Mixed with other stuff it occurs and around 190 °C, so branches vanish completely in the lower range. This depends on "purity". We work with 2 cm pieces max. with only little loss in efficiency. It is like boiling vegetable soup.

 

2) It depends what you want. For "soil applications", you prefer a "hydrophilic coal", and you need not catalyst at all, only weakly acidic conditions.

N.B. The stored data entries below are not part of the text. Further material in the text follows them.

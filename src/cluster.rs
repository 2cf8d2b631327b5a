//! Size-bounded spatial clustering of geotagged media.
//!
//! Virtual folders group photos by place, but a single spot (a stadium, a
//! wedding venue) can collect thousands of them. [`ClusterReducer`] splits
//! such a list into groups of at most `threshold` items by clustering at
//! ever smaller radii.
//!
//! Each pass assigns media first-fit: a point joins the *earliest created*
//! cluster whose center is within range, even when a later cluster is
//! closer. The result therefore depends on input order, and the same input
//! order always yields the same output.
//!
//! # Examples
//!
//! ```rust
//! use geocluster::cluster::ClusterReducer;
//! use geocluster::MediaPoint;
//!
//! let media: Vec<_> = (0..6)
//!     .map(|i| MediaPoint::new(45.0 + i as f64 * 1e-5, 9.0, i))
//!     .collect();
//!
//! let groups = ClusterReducer::new(2).reduce(media, 100.0);
//! assert!(groups.iter().all(|g| g.len() <= 2));
//! assert_eq!(groups.iter().map(Vec::len).sum::<usize>(), 6);
//! ```

use crate::config::Config;
use crate::distance::distance_between_media;
use crate::progress::ProgressLog;
use geocluster_types::cluster::Cluster;
use geocluster_types::point::Geotagged;

/// Group `media` first-fit into clusters whose centers are the running mean
/// of their members.
///
/// A point joins the first cluster (in creation order) whose current center
/// is strictly closer than `max_distance` meters; otherwise it opens a new
/// cluster. Members keep their input order.
pub fn first_fit_clusters<M: Geotagged>(media: Vec<M>, max_distance: f64) -> Vec<Cluster<M>> {
    let mut clusters: Vec<Cluster<M>> = Vec::new();

    for item in media {
        let target = clusters
            .iter()
            .position(|c| distance_between_media(&item, &c.center()) < max_distance);
        match target {
            Some(i) => clusters[i].push(item),
            None => clusters.push(Cluster::new(item)),
        }
    }

    clusters
}

/// Group count and largest group size of a reduction.
#[derive(Debug, Clone, Copy, Default, PartialEq, Eq)]
pub struct ReductionStats {
    pub groups: usize,
    pub biggest: usize,
}

impl ReductionStats {
    pub fn of<M>(groups: &[Vec<M>]) -> Self {
        Self {
            groups: groups.len(),
            biggest: groups.iter().map(Vec::len).max().unwrap_or(0),
        }
    }
}

enum Work<M> {
    Emit(Vec<M>),
    Reduce {
        media: Vec<M>,
        max_distance: f64,
        depth: usize,
    },
}

/// Splits media lists into spatial groups of bounded size.
#[derive(Debug)]
pub struct ClusterReducer {
    threshold: usize,
    progress: ProgressLog,
}

impl ClusterReducer {
    /// # Panics
    ///
    /// Panics if `threshold` is zero.
    pub fn new(threshold: usize) -> Self {
        assert!(threshold > 0, "Cluster threshold must be greater than zero");
        Self {
            threshold,
            progress: ProgressLog::new(),
        }
    }

    /// Reducer using `big_virtual_folders_threshold`.
    ///
    /// # Panics
    ///
    /// Panics if the configured threshold is zero. [`Config::validate`]
    /// reports the same problem as an error.
    pub fn from_config(config: &Config) -> Self {
        Self::new(config.big_virtual_folders_threshold)
    }

    pub fn threshold(&self) -> usize {
        self.threshold
    }

    /// Split `media` into groups of at most `threshold` items.
    ///
    /// Media are clustered first-fit at `max_distance` meters. Every cluster
    /// larger than the threshold is clustered again at half the distance.
    /// Once the distance is down to a meter or less, an oversized cluster
    /// gives up its first `threshold - 1` members (at least one) as a group
    /// of their own and the remainder is clustered again. Groups come out in
    /// depth-first order: the pieces of an oversized cluster take its place
    /// in the sequence.
    ///
    /// Every input item ends up in exactly one group.
    ///
    /// # Panics
    ///
    /// Panics if `max_distance` is infinite, since halving it never ends.
    pub fn reduce<M: Geotagged>(&self, media: Vec<M>, max_distance: f64) -> Vec<Vec<M>> {
        assert!(
            !max_distance.is_infinite(),
            "Cluster distance must be finite"
        );

        let mut groups = Vec::new();
        let mut stack = vec![Work::Reduce {
            media,
            max_distance,
            depth: 0,
        }];

        while let Some(work) = stack.pop() {
            let (media, max_distance, depth) = match work {
                Work::Emit(group) => {
                    groups.push(group);
                    continue;
                }
                Work::Reduce {
                    media,
                    max_distance,
                    depth,
                } => (media, max_distance, depth),
            };

            self.progress.emit_at(
                depth,
                &format!("big list found, {} photos", media.len()),
                &format!("reducing with max_distance={}", max_distance),
                5,
            );

            let clusters = first_fit_clusters(media, max_distance);
            let mut pending = Vec::with_capacity(clusters.len());
            for cluster in clusters {
                let mut members = cluster.into_members();
                if members.len() <= self.threshold {
                    pending.push(Work::Emit(members));
                } else if max_distance > 1.0 {
                    pending.push(Work::Reduce {
                        media: members,
                        max_distance: max_distance / 2.0,
                        depth: depth + 1,
                    });
                } else {
                    let rest = members.split_off(self.threshold.saturating_sub(1).max(1));
                    pending.push(Work::Emit(members));
                    pending.push(Work::Reduce {
                        media: rest,
                        max_distance: max_distance / 2.0,
                        depth: depth + 1,
                    });
                }
            }
            stack.extend(pending.into_iter().rev());
        }

        let stats = ReductionStats::of(&groups);
        self.progress.emit(
            &format!("reduced to {}", stats.groups),
            &format!("biggest size is {}", stats.biggest),
            5,
        );
        groups
    }

    /// Like [`reduce`](Self::reduce), but returns each group as a
    /// [`Cluster`] whose center is the running mean of its members.
    pub fn reduce_to_clusters<M: Geotagged>(
        &self,
        media: Vec<M>,
        max_distance: f64,
    ) -> Vec<Cluster<M>> {
        self.reduce(media, max_distance)
            .into_iter()
            .filter_map(|group| {
                let mut members = group.into_iter();
                let mut cluster = Cluster::new(members.next()?);
                for item in members {
                    cluster.push(item);
                }
                Some(cluster)
            })
            .collect()
    }
}
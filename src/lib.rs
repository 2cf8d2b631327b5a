//! Spatial clustering of geotagged media and proximity-tolerant reverse geocoding.
//!
//! ```rust
//! use geocluster::{ClusterReducer, MediaPoint};
//!
//! let photos = vec![
//!     MediaPoint::new(41.90280, 12.49640, "colosseum_1.jpg"),
//!     MediaPoint::new(41.90281, 12.49641, "colosseum_2.jpg"),
//!     MediaPoint::new(45.46420, 9.19000, "duomo.jpg"),
//! ];
//!
//! let folders = ClusterReducer::new(150).reduce_to_clusters(photos, 1000.0);
//! assert_eq!(folders.len(), 2);
//! ```

pub mod cache;
pub mod client;
pub mod cluster;
pub mod config;
pub mod decode;
pub mod distance;
pub mod error;
pub mod progress;
pub mod service;

pub use cache::{CacheKey, CacheStats, GeocodeCache};
pub use client::GeocodingClient;
pub use cluster::{ClusterReducer, ReductionStats, first_fit_clusters};
pub use config::Config;
pub use distance::{distance_between_coordinates, distance_between_media, distance_between_points};
pub use error::{GeoError, Result};
pub use progress::ProgressLog;
pub use service::GeocodingService;

#[cfg(feature = "http")]
pub use service::GeonamesHttpService;

pub use geocluster_types::cluster::Cluster;
pub use geocluster_types::place::{Feature, PlaceRecord};
pub use geocluster_types::point::{Coordinates, Geotagged, MediaPoint};

pub const VERSION: &str = env!("CARGO_PKG_VERSION");

/// Common imports
pub mod prelude {

    pub use crate::{
        ClusterReducer, Config, GeoError, GeocodeCache, GeocodingClient, GeocodingService, Result,
    };

    pub use crate::{Cluster, Coordinates, Geotagged, MediaPoint, PlaceRecord};
}
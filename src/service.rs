//! The reverse-geocoding service the cache and client delegate to.
//!
//! [`GeocodingService`] returns raw JSON so that decoding stays in one place
//! (`crate::decode`) regardless of how the response was obtained. The
//! `http` feature provides [`GeonamesHttpService`], a blocking client for
//! the GeoNames web services.

use crate::error::Result;
use serde_json::Value;

/// Source of raw reverse-geocoding responses.
pub trait GeocodingService {
    /// Places near a coordinate, optionally narrowed by feature class and code.
    fn nearby_place(
        &self,
        latitude: f64,
        longitude: f64,
        feature_class: Option<&str>,
        feature_code: Option<&str>,
    ) -> Result<Value>;

    /// A single feature by its numeric id.
    fn feature(&self, geoname_id: u64) -> Result<Value>;
}

impl<S: GeocodingService + ?Sized> GeocodingService for &S {
    fn nearby_place(
        &self,
        latitude: f64,
        longitude: f64,
        feature_class: Option<&str>,
        feature_code: Option<&str>,
    ) -> Result<Value> {
        (**self).nearby_place(latitude, longitude, feature_class, feature_code)
    }

    fn feature(&self, geoname_id: u64) -> Result<Value> {
        (**self).feature(geoname_id)
    }
}

impl<S: GeocodingService + ?Sized> GeocodingService for Box<S> {
    fn nearby_place(
        &self,
        latitude: f64,
        longitude: f64,
        feature_class: Option<&str>,
        feature_code: Option<&str>,
    ) -> Result<Value> {
        (**self).nearby_place(latitude, longitude, feature_class, feature_code)
    }

    fn feature(&self, geoname_id: u64) -> Result<Value> {
        (**self).feature(geoname_id)
    }
}

#[cfg(feature = "http")]
pub use http::GeonamesHttpService;

#[cfg(feature = "http")]
mod http {
    use super::GeocodingService;
    use crate::config::Config;
    use crate::error::{GeoError, Result};
    use serde_json::Value;

    /// Blocking GeoNames client.
    ///
    /// Requests are sent one at a time with no retry and no timeout beyond
    /// the `reqwest` defaults; transport errors are returned unchanged.
    #[derive(Debug, Clone)]
    pub struct GeonamesHttpService {
        client: reqwest::blocking::Client,
        api_url: String,
        user: String,
        language: String,
    }

    impl GeonamesHttpService {
        pub fn new(config: &Config) -> Result<Self> {
            if config.geonames_user.is_empty() {
                return Err(GeoError::InvalidConfig(
                    "geonames_user must be set to query GeoNames".to_string(),
                ));
            }

            let client = reqwest::blocking::Client::builder()
                .user_agent(concat!("geocluster/", env!("CARGO_PKG_VERSION")))
                .build()?;

            let mut api_url = config.geonames_api_url.clone();
            if !api_url.ends_with('/') {
                api_url.push('/');
            }

            Ok(Self {
                client,
                api_url,
                user: config.geonames_user.clone(),
                language: config.geonames_language.clone(),
            })
        }

        fn get(&self, endpoint: &str, query: &[(&str, String)]) -> Result<Value> {
            let url = format!("{}{}", self.api_url, endpoint);
            log::trace!("GET {} {:?}", url, query);
            let response = self.client.get(&url).query(query).send()?;
            Ok(response.json()?)
        }
    }

    impl GeocodingService for GeonamesHttpService {
        fn nearby_place(
            &self,
            latitude: f64,
            longitude: f64,
            feature_class: Option<&str>,
            feature_code: Option<&str>,
        ) -> Result<Value> {
            let mut query = vec![("lat", latitude.to_string()), ("lng", longitude.to_string())];
            if let Some(class) = feature_class.filter(|c| !c.is_empty()) {
                query.push(("featureClass", class.to_string()));
            }
            if let Some(code) = feature_code.filter(|c| !c.is_empty()) {
                query.push(("featureCode", code.to_string()));
            }
            query.push(("username", self.user.clone()));
            query.push(("lang", self.language.clone()));

            self.get("findNearbyJSON", &query)
        }

        fn feature(&self, geoname_id: u64) -> Result<Value> {
            let query = [
                ("geonameId", geoname_id.to_string()),
                ("username", self.user.clone()),
                ("style", "full".to_string()),
                ("lang", self.language.clone()),
            ];
            self.get("getJSON", &query)
        }
    }

}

Fe, Cu, and Ag are only needed when you do "engineering carbons", i.e. with much higher structural density. But iron is not a problem: 4 % of the earth crust is made of ironoxides, and any red soul is full of it. Sounds maybe strange, but red soil works perfect as a catalyst. No cost, no removal...

 

3) Talking glucose, starch, and saccharides, this is easy: 70 - 80 % of the energy stored in the plant goes into the carbon, about 20 - 30 % are liberated in the process. This is really a lot of heat: If you treat 1 kg of sugar, you get about 500 g of coal, but energy as you would have 200 g of the sugar! Close to a shell...

 

Biomass is more complex, no energy again from fats, amino acids, and lignin. This gives a factor which can reduce energy gain to 5 - 10 %, i.e. the process is essentially for free, but not more.

 

Thanks, indeed, for the interest.

Markus Antonietti

 

Gerald Van Koeverden schrieb:

Dear Dr. Markus Antonietti,

 

As members of the Petra Terra listserve of the Hypography.com Science Forum, we are excited by your research work in carbonizing biomass for the purposes of building terra preta soils. We have read several articles on your work with the hydrothermal carbonization of plant material. After some discussion, we have a few questions for clarification purposes:

 

1. Types of materials that can be used: you mention that your process focusses on annual fast-growing plant materials. Thus, should we assume that woody or lignified plant materials are too dense for use in the 200 degree C steam pressure vessel? If they can be used, to what extent do they have to be ground/milled?

 

2. The catalysts: What is the cost of the catalysts per unit of output as used in the process? In the article "Back to Black", you mention catalysts of iron ions and iron oxide nanoparticles. Is it practical to recover them for re-use?

 

3. Net energy output: It takes a certain amount of heat to get the process started. At a certain point, an exothermic reaction takes over. What is the net energy output/dry weight of biomass?

Looking forward to your kind assistance. I will post your answers on the Petra Terra list-serve.